What is the direct answer for industry AI use cases?

An industry AI use case is high-risk under Annex III only when the AI system is intended to be used for one of the listed Annex III areas or when it separately meets the product safety-component rule in Article 6(1). The Commission FAQ explains that high-risk classification is based on intended purpose: the function performed by the system and the specific purpose and modalities for which it is used.

For industrial teams, that means a predictive-maintenance dashboard, production-quality analytics tool, or internal knowledge assistant is not high-risk merely because it is used in a factory, utility, insurer, bank, or public-sector supplier. The question is whether the intended purpose matches a listed high-risk use case, such as safety components in specified critical infrastructure, recruitment, worker management, creditworthiness, life or health insurance risk assessment and pricing, emergency triage or dispatch, biometric use, education, law enforcement, migration, justice, or democratic processes.

  • Start with the provider's intended purpose, instructions for use, technical documentation, sales materials, and actual deployment context.
  • Check Article 6(1) first if the AI is a product or safety component covered by Annex I legislation and the product requires third-party conformity assessment.
  • Check Article 6(2) and Annex III next if the system is used for a listed area involving people, rights, access, employment, public services, infrastructure safety, or public authority decisions.
  • Do not classify a system as high-risk just because the customer is in an industrial sector or the model uses operational, employee, financial, or safety-related data.
  • Treat profiling of natural persons differently: Article 6(3) says an Annex III system is always high-risk where it performs profiling of natural persons.
Citations
Regulation (EU) 2024/1689 (EU AI Act)

Supports the Article 6 classification sequence, Annex III high-risk areas, Article 6(3) exception, provider documentation duty, and Annex VIII registration fields.

Question 2

Which Annex III boundaries matter most for industry?

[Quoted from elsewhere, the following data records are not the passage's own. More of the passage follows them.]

//! Key encoding utilities for `RocksDB`.
//!
//! This module provides functions to encode and decode keys for the primary
//! records and their indexes. Ids are stored big-endian so that prefix scans
//! return children in allocation order, which makes "latest" the last key under
//! a prefix.

use gitspace_core::SpaceId;

use crate::types::GitspaceEntityType;

/// Width of an encoded id.
pub const ID_LEN: usize = 8;

/// Encode a primary record key (just the id bytes).
#[must_use]
pub fn id_key(id: [u8; ID_LEN]) -> Vec<u8> {
    id.to_vec()
}

/// Encode a parent-child index key: `parent_id || child_id`.
///
/// This allows efficient prefix scans for all children of a parent.
#[must_use]
pub fn child_key(parent: [u8; ID_LEN], child: [u8; ID_LEN]) -> Vec<u8> {
    let mut key = Vec::with_capacity(ID_LEN * 2);
    key.extend_from_slice(&parent);
    key.extend_from_slice(&child);
    key
}

/// Encode a parent prefix for scanning all children of a parent.
#[must_use]
pub fn parent_prefix(parent: [u8; ID_LEN]) -> Vec<u8> {
    parent.to_vec()
}

/// Extract the child id from a parent-child key.
///
/// Returns `None` if the key is not exactly two ids long.
#[must_use]
pub fn extract_child_id(key: &[u8]) -> Option<[u8; ID_LEN]> {
    if key.len() != ID_LEN * 2 {
        return None;
    }
    key[ID_LEN..].try_into().ok()
}

/// Decode an id stored as an index value.
#[must_use]
pub fn decode_id(value: &[u8]) -> Option<[u8; ID_LEN]> {
    value.try_into().ok()
}

/// Encode a space scoped identifier key: `space_id || identifier`.
#[must_use]
pub fn scoped_identifier_key(space_id: SpaceId, identifier: &str) -> Vec<u8> {
    let mut key = Vec::with_capacity(ID_LEN + identifier.len());
    key.extend_from_slice(&space_id.to_be_bytes());
    key.extend_from_slice(identifier.as_bytes());
    key
}

/// Encode a space path key.
#[must_use]
pub fn space_path_key(path: &str) -> Vec<u8> {
    path.trim_matches('/').as_bytes().to_vec()
}

const fn entity_tag(entity_type: GitspaceEntityType) -> u8 {
    match entity_type {
        GitspaceEntityType::GitspaceConfig => 1,
        GitspaceEntityType::GitspaceInstance => 2,
    }
}

/// Encode an entity prefix for scanning all events of an entity.
#[must_use]
pub fn entity_prefix(entity_type: GitspaceEntityType, entity_id: i64) -> Vec<u8> {
    let mut key = Vec::with_capacity(1 + ID_LEN);
    key.push(entity_tag(entity_type));
    key.extend_from_slice(&entity_id.to_be_bytes());
    key
}

/// Encode an entity-event index key: `entity_type || entity_id || event_id`.
#[must_use]
pub fn entity_event_key(
    entity_type: GitspaceEntityType,
    entity_id: i64,
    event_id: [u8; ID_LEN],
) -> Vec<u8> {
    let mut key = entity_prefix(entity_type, entity_id);
    key.extend_from_slice(&event_id);
    key
}

/// Extract the event id from an entity-event key.
#[must_use]
pub fn extract_event_id(key: &[u8]) -> Option<[u8; ID_LEN]> {
    key.get(1 + ID_LEN..)?.try_into().ok()
}

#[cfg(test)]
mod tests {
    use super::*;
    use gitspace_core::{GitspaceConfigId, GitspaceInstanceId};

    #[test]
    fn child_key_roundtrip() {
        let config = GitspaceConfigId::new(3);
        let instance = GitspaceInstanceId::new(77);

        let key = child_key(config.to_be_bytes(), instance.to_be_bytes());
        assert_eq!(key.len(), 16);

        let extracted = extract_child_id(&key).map(GitspaceInstanceId::from_be_bytes);
        assert_eq!(extracted, Some(instance));
    }

    #[test]
    fn children_sort_in_allocation_order() {
        let parent = GitspaceConfigId::new(1).to_be_bytes();
        let older = child_key(parent, GitspaceInstanceId::new(2).to_be_bytes());
        let newer = child_key(parent, GitspaceInstanceId::new(256).to_be_bytes());
        assert!(older < newer);
        assert!(older.starts_with(&parent_prefix(parent)));
        assert!(newer.starts_with(&parent_prefix(parent)));
    }

    #[test]
    fn malformed_child_key_is_rejected() {
        assert!(extract_child_id(&[1, 2, 3]).is_none());
    }

    #[test]
    fn scoped_identifiers_do_not_collide_across_spaces() {
        let a = scoped_identifier_key(SpaceId::new(1), "ws");
        let b = scoped_identifier_key(SpaceId::new(2), "ws");
        assert_ne!(a, b);
    }

    #[test]
    fn space_path_ignores_surrounding_slashes() {
        assert_eq!(space_path_key("/acme/team/"), space_path_key("acme/team"));
    }

    #[test]
    fn entity_event_key_roundtrip() {
        let key = entity_event_key(GitspaceEntityType::GitspaceInstance, 9, [0, 0, 0, 0, 0, 0, 0, 4]);
        assert!(key.starts_with(&entity_prefix(GitspaceEntityType::GitspaceInstance, 9)));
        assert_eq!(extract_event_id(&key), Some([0, 0, 0, 0, 0, 0, 0, 4]));
    }
}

The practical boundary is not the customer's industry label; it is the legal use case. Annex III covers eight areas: biometrics; critical infrastructure; education and vocational training; employment, workers' management and access to self-employment; access to essential private and public services and benefits; law enforcement; migration, asylum and border control management; and administration of justice and democratic processes.

Industrial uses most often need closer review where the AI affects natural persons or safety-critical infrastructure. Examples include recruitment screening for plant workers, task allocation or performance monitoring based on worker behaviour, credit scoring of natural persons, life or health insurance pricing, emergency-call triage, biometric identification, emotion recognition, or an AI safety component in road traffic, critical digital infrastructure, or water, gas, heating or electricity supply. By contrast, equipment-failure forecasting, inventory planning, energy-use optimisation, document search, or translation may fall outside Annex III if they do not serve a listed intended purpose.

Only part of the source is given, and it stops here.